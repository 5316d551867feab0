//! Bounded frame window: decoded-but-not-yet-displayed frames of one session.
//!
//! **Why**: Decode runs ahead of presentation by at most `capacity` frames.
//! That bound is the backpressure between the decode pool (producer) and the
//! clock (consumer), and it caps how long shared frames stay alive.
//!
//! **Used by**: FrameProducer refill units (reserve/commit), PlayerSession ticks
//! (take_one, hungry check)
//!
//! # Protocol
//!
//! The window is always accessed under its session's lock, but the lock is
//! never held while a frame is decoded:
//!
//! ```text
//! lock  -> reserve()          cursor index + delta base
//! unlock-> produce frame      cache / disk / rasterize
//! lock  -> commit() | fail()  append + advance cursor
//! ```
//!
//! A reservation carries the window generation. Restart, jump and cancel bump
//! it, so a unit that was mid-decode during one of those cannot append a stale
//! frame.

use log::{debug, trace};
use std::collections::VecDeque;
use std::sync::atomic::{AtomicBool, Ordering};

use crate::entities::{FrameBuffer, PlayPolicy};

/// Frames held ahead of presentation
pub const DEFAULT_CAPACITY: usize = 4;

/// Permission to produce one frame at `index`.
#[derive(Debug)]
pub struct Reservation {
    pub index: i32,
    /// Frame this one follows in the window (delta base for the disk store)
    pub base: Option<FrameBuffer>,
    generation: u64,
}

/// Result of handing a produced frame (or a failure) back to the window.
#[derive(Debug, Clone, Copy, PartialEq, Eq)]
pub enum CommitOutcome {
    /// Appended, cursor advanced
    Stored,
    /// Appended (or failed) and the cursor wrapped to the start frame
    Wrapped,
    /// Producer reached the end of a non-looping range
    Exhausted,
    /// Window changed since the reservation; frame dropped
    Discarded,
}

/// Frame popped for presentation.
#[derive(Debug)]
pub struct Delivery {
    pub frame: FrameBuffer,
    /// Play policy is satisfied with this frame; playback stops
    pub completes: bool,
}

pub struct PlaybackWindow {
    start: i32,
    end: i32,
    step: i32,
    capacity: usize,
    policy: PlayPolicy,

    cursor: i32,
    queue: VecDeque<FrameBuffer>,
    previous: Option<FrameBuffer>,
    generation: u64,

    cancelled: bool,
    exhausted: bool,
    stopped: bool,

    delivered: u32,
    loops_completed: u32,
}

impl PlaybackWindow {
    /// Window over `[start, end)` advancing `step` source frames per produced frame.
    pub fn new(start: i32, end: i32, step: i32, capacity: usize, policy: PlayPolicy) -> Self {
        Self {
            start,
            end: end.max(start + 1),
            step: step.max(1),
            capacity: capacity.max(2),
            policy,
            cursor: start,
            queue: VecDeque::with_capacity(capacity),
            previous: None,
            generation: 0,
            cancelled: false,
            exhausted: false,
            stopped: false,
            delivered: 0,
            loops_completed: 0,
        }
    }

    /// Window for `policy` over the animation's `[start, end)`.
    ///
    /// `LoopAt` narrows the window to its range and may enter it at an earlier
    /// frame (an intro played once). `ToEnd` starts at its frame.
    pub fn for_policy(start: i32, end: i32, step: i32, capacity: usize, policy: PlayPolicy) -> Self {
        let end = end.max(start + 1);
        match policy {
            PlayPolicy::LoopAt { first_start, range: (from, to) } => {
                let lo = from.clamp(start, end - 1);
                let hi = to.clamp(lo + 1, end);
                let mut window = Self::new(lo, hi, step, capacity, policy);
                window.cursor = first_start.map_or(lo, |f| f.clamp(start, hi - 1));
                window
            }
            PlayPolicy::ToEnd(from) => {
                Self::new(from.clamp(start, end - 1), end, step, capacity, policy)
            }
            _ => Self::new(start, end, step, capacity, policy),
        }
    }

    // ========================================================================
    // Producer side
    // ========================================================================

    /// Claim the next cursor position, or None when nothing should be produced.
    ///
    /// The base is only set when it is the cursor's stepped predecessor; after
    /// a jump or at the start frame there is none.
    pub fn reserve(&self) -> Option<Reservation> {
        if self.cancelled || self.stopped || self.exhausted || self.queue.len() >= self.capacity {
            return None;
        }
        let base = if self.cursor == self.start {
            None
        } else {
            self.queue
                .back()
                .or(self.previous.as_ref())
                .filter(|f| f.index() == self.cursor - self.step)
                .cloned()
        };
        Some(Reservation {
            index: self.cursor,
            base,
            generation: self.generation,
        })
    }

    /// Append a produced frame and advance the cursor.
    pub fn commit(&mut self, reservation: Reservation, frame: FrameBuffer) -> CommitOutcome {
        if !self.accepts(&reservation) || self.queue.len() >= self.capacity {
            trace!("Window discarded frame {}", frame.index());
            return CommitOutcome::Discarded;
        }
        self.queue.push_back(frame);

        let next = reservation.index + self.step;
        if next < self.end {
            self.cursor = next;
            CommitOutcome::Stored
        } else {
            self.wrap_or_exhaust()
        }
    }

    /// The producer got no frame for the reservation (end of stream).
    ///
    /// Wraps to the start frame; a failure at the start frame itself means
    /// nothing can be produced and the window is exhausted.
    pub fn fail(&mut self, reservation: Reservation) -> CommitOutcome {
        if !self.accepts(&reservation) {
            return CommitOutcome::Discarded;
        }
        debug!("No frame for index {}, treating as end of stream", reservation.index);
        if reservation.index == self.start {
            self.exhausted = true;
            return CommitOutcome::Exhausted;
        }
        self.wrap_or_exhaust()
    }

    fn accepts(&self, reservation: &Reservation) -> bool {
        !self.cancelled
            && !self.stopped
            && reservation.generation == self.generation
            && reservation.index == self.cursor
    }

    fn wrap_or_exhaust(&mut self) -> CommitOutcome {
        if matches!(self.policy, PlayPolicy::Once | PlayPolicy::ToEnd(_)) {
            self.exhausted = true;
            CommitOutcome::Exhausted
        } else {
            self.cursor = self.start;
            CommitOutcome::Wrapped
        }
    }

    // ========================================================================
    // Consumer side
    // ========================================================================

    /// Pop the oldest frame (FIFO) and evaluate the play policy.
    pub fn take_one(&mut self) -> Option<Delivery> {
        if self.cancelled || self.stopped {
            return None;
        }
        let frame = self.queue.pop_front()?;
        let index = frame.index();
        self.delivered += 1;

        let last_of_loop = index + self.step >= self.end;
        if last_of_loop {
            self.loops_completed += 1;
        }

        let completes = match self.policy {
            PlayPolicy::Loop | PlayPolicy::LoopAt { .. } => false,
            PlayPolicy::Once | PlayPolicy::ToEnd(_) => last_of_loop,
            PlayPolicy::PlayCount(n) => last_of_loop && self.loops_completed >= n.max(1),
            PlayPolicy::FramesCount(n) => self.delivered >= n.max(1),
            PlayPolicy::OnceToFrame(target) => index >= target || last_of_loop,
        };

        self.previous = Some(frame.clone());
        if completes {
            self.stopped = true;
            // Frames decoded past the stop point are never shown
            self.queue.clear();
            debug!("Window complete at frame {} ({:?})", index, self.policy);
        }
        Some(Delivery { frame, completes })
    }

    /// Fewer than `capacity - 1` frames are queued and more can be produced.
    pub fn is_hungry(&self) -> bool {
        !self.cancelled
            && !self.stopped
            && !self.exhausted
            && self.queue.len() < self.capacity - 1
    }

    /// Producer is done and every produced frame has been taken.
    pub fn is_drained(&self) -> bool {
        self.exhausted && self.queue.is_empty()
    }

    // ========================================================================
    // Lifecycle
    // ========================================================================

    /// Stop accepting frames and release queued ones. Irreversible.
    pub fn cancel(&mut self) {
        self.cancelled = true;
        self.generation += 1;
        self.queue.clear();
    }

    /// Rewind to the start frame for another pass (replay). A `LoopAt` intro
    /// is not replayed.
    pub fn restart(&mut self) {
        self.generation += 1;
        self.queue.clear();
        self.cursor = self.start;
        self.exhausted = false;
        self.stopped = false;
        self.delivered = 0;
        self.loops_completed = 0;
    }

    /// Move the decode cursor. Already queued frames still play first.
    pub fn jump_to(&mut self, frame: i32) {
        let frame = frame.clamp(self.start, self.end - 1);
        self.generation += 1;
        self.cursor = frame;
        self.exhausted = false;
    }

    // ========================================================================
    // Queries
    // ========================================================================

    pub fn len(&self) -> usize {
        self.queue.len()
    }

    pub fn is_empty(&self) -> bool {
        self.queue.is_empty()
    }

    pub fn capacity(&self) -> usize {
        self.capacity
    }

    /// Next index the producer will decode
    pub fn cursor(&self) -> i32 {
        self.cursor
    }

    pub fn start_frame(&self) -> i32 {
        self.start
    }

    pub fn end_frame(&self) -> i32 {
        self.end
    }

    pub fn step(&self) -> i32 {
        self.step
    }

    pub fn policy(&self) -> PlayPolicy {
        self.policy
    }

    /// Most recently taken frame (stays displayed after a stop)
    pub fn previous_frame(&self) -> Option<&FrameBuffer> {
        self.previous.as_ref()
    }

    pub fn is_cancelled(&self) -> bool {
        self.cancelled
    }

    pub fn is_stopped(&self) -> bool {
        self.stopped
    }
}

* * * * * * * * *

▶ _Try it_
Your answer must consist solely of the lines from the top of the entries above through the line containing "(producer) and the", copied exactly, both ends included.

▶ _Problem solution_
repository 5316d551867feab0
//! Bounded frame window: decoded-but-not-yet-displayed frames of one session.
//!
//! **Why**: Decode runs ahead of presentation by at most `capacity` frames.
//! That bound is the backpressure between the decode pool (producer) and the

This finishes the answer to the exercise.